No pintó muchos bodegones Zurbarán pero sí conocemos algunos, con un cesto de manzanas y melocotones, o de naranjas. El del Museo del Prado no incluye nada vegetal ni comestible, sólo cuatro cacharros de cocina, simétricamente alineados encima de una mesa o repisa, que destacan sobre un fondo neutro. Aparentemente todo es sencillo, cotidiano, casi vulgar. De izquierda a derecha, vemos sobre una salvilla de peltre una taza ancha de plata sobredorada; una alcarraza trianera, de ese barro poroso que servía para enfriar el agua; después, un búcaro de Indias; finalmente, otra alcarraza, decorada con gallones.

Si nos fijamos un poco más, descubriremos muchas cosas: el punto de vista es bajo, lo que da monumentalidad a estos humildes cacharros.
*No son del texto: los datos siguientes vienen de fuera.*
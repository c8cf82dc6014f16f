//! # Tower Pace
//!
//! `tower-pace` applies a [`pace_limit`] admission gate to services in the
//! [Tower](https://github.com/tower-rs/tower) ecosystem.
//!
//! ## Behaviour
//!
//! The [`ThrottleLayer`] wraps a service so that each request must pass the
//! gate's multi-window admission check before dispatch:
//!
//! 1. **Queued mode** (default): requests park in `poll_ready` for the
//!    gate's `retry_after` hint and re-probe on wake, exerting ordinary
//!    Tower backpressure. An optional wait limit converts an excessive
//!    admission wait into [`PaceError::WaitLimitExceeded`].
//! 2. **Fail-fast mode**: a full window rejects immediately with
//!    [`PaceError::RateLimited`], carrying the retry hint.
//!
//! ## Feature Flags
//!
//! - `axum`: Enables `IntoResponse` for [`PaceError`], allowing automatic
//!   conversion to HTTP status codes (429, 408).

mod error;
mod ext;
mod layer;
mod service;

#[cfg(test)]
mod tests;

pub use error::PaceError;
pub use ext::ServiceBuilderExt;
pub use layer::ThrottleLayer;
pub use service::ThrottleService;
//! # pace-limit
//!
//! `pace-limit` provides admission throttling against several sliding
//! execution quotas at once.
//!
//! ## Core Philosophy
//!
//! A single [`Throttler`] enforces every configured [`Quota`]
//! simultaneously: a caller is admitted only when one more execution would
//! not overflow *any* window, and the grant is recorded against all windows
//! in the same critical section. Per quota the state is just a fixed ring of
//! the most recent grant instants, so the admission test is O(1) per window
//! with no scanning and no background timers.
//!
//! ## Key Concepts
//!
//! * **Multi-window**: one admission decision checks all quotas against the
//!   same snapshot of "now".
//! * **Cooperative waiting**: [`Throttler::acquire`] suspends for the
//!   refusal's `retry_after` hint, then re-probes with a fresh clock
//!   reading. Waiters never hold the lock while asleep.
//! * **Admission trait**: the non-blocking probe is exposed through
//!   [`Admission`] so middleware can stay generic over the gate.
//!
//! ## Example
//!
//! ```rust
//! use std::time::Duration;
//!
//! use pace_limit::Quota;
//! use pace_limit::Throttler;
//!
//! # #[tokio::main(flavor = "current_thread")] async fn main() {
//! let throttler = Throttler::new(vec![
//!     Quota::new(Duration::from_secs(1), 10).unwrap(),
//!     Quota::new(Duration::from_secs(60), 100).unwrap(),
//! ])
//! .unwrap();
//!
//! // Waits until one more execution fits in both windows.
//! throttler.acquire().await;
//! # }
//! ```

use std::fmt::Debug;
use std::ops::ControlFlow;
use std::time::Duration;

mod quota;
mod throttler;

pub use quota::ConfigError;
pub use quota::Quota;
pub use throttler::Cancelled;
pub use throttler::Throttler;

/// Reasons why an admission probe might refuse a caller.
#[derive(Debug, PartialEq)]
pub enum Reason {
    /// At least one quota window is currently full.
    ///
    /// `retry_after` is the time until the most restrictive of the violated
    /// windows frees a slot. Other windows may still refuse after that wait,
    /// so callers must re-probe rather than assume success.
    Exhausted { retry_after: Duration },
}

/// The non-blocking admission probe.
///
/// Gates must be `Send` and `Sync` so they can be shared across task
/// boundaries via `Arc`.
pub trait Admission: Debug {
    /// Attempts to admit a single execution right now.
    ///
    /// On `Continue` the execution has been recorded against every window
    /// and the caller may proceed immediately.
    ///
    /// # Errors
    ///
    /// Breaks with a [`Reason`] if any window is full.
    fn try_admit(&self) -> ControlFlow<Reason>;
}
El verdadero protagonista es la luz, muy intensa, como si procediera de un fuerte foco, en clara herencia del tenebrismo. Sin embargo, sorprendentemente, cada cacharro no proyecta su sombra sobre el que tiene al lado: parecen pintados uno a uno. La luz que se refleja en las hendiduras de las vasijas está pintada con un virtuosismo comparable al que nos deslumbra en «El aguador», de Velázquez.

No vemos aquí vajillas de oro y plata, ni hermosas flores, ni frutos llenos de color; tampoco las ricas viandas, habituales en los bodegones flamencos: ostras, pescados, carnes de caza… ¿Cómo no advertir en todo ello una expresión del carácter español de la época? Lo que ha elegido Zurbarán nos recuerda a ese cardo que centra los bodegones de Sánchez Cotán y que Emilio Orozco puso en conexión con la poesía de San Juan de la Cruz.

Estos cacharros que retrata Zurbarán no son tan humildes, parecen propios de un aparador o vitrina: lo selecto, dentro de la sencillez. (Ésa era una norma estética cervantina, por ejemplo).

Lo esencial es la sensación que el cuadro transmite: sencillez, orden, sosiego, liberación de la mordedura del tiempo. También una virtud muy olvidada en esta sociedad de consumismo y derroche: austeridad. La España de Mateo Alemán y Gracián creía que «fuera de lo necesario, todo es superfluo». Al fondo está el respeto a la realidad, el amor azoriniano por las cosas pequeñas, cotidianas.

No es extraño que este fuera uno de los cuadros preferidos por don Jorge Guillén: cualquiera de estos cacharros -decía- me invita a tocarlo, «me asegura que es de veras»; en ellos, «la materia alcanza plenitud de sentido». Este sencillo bodegón nos transmite el equilibrio y la paz que todos ansiamos.

Era esta una gran España y no ha muerto del todo. Una parte de ella sigue estando viva ahí, muy cerca, en el Museo del Prado, en estos viejos cacharros que pintó Zurbarán.

Andrés Amorós es catedrático de Literatura Española.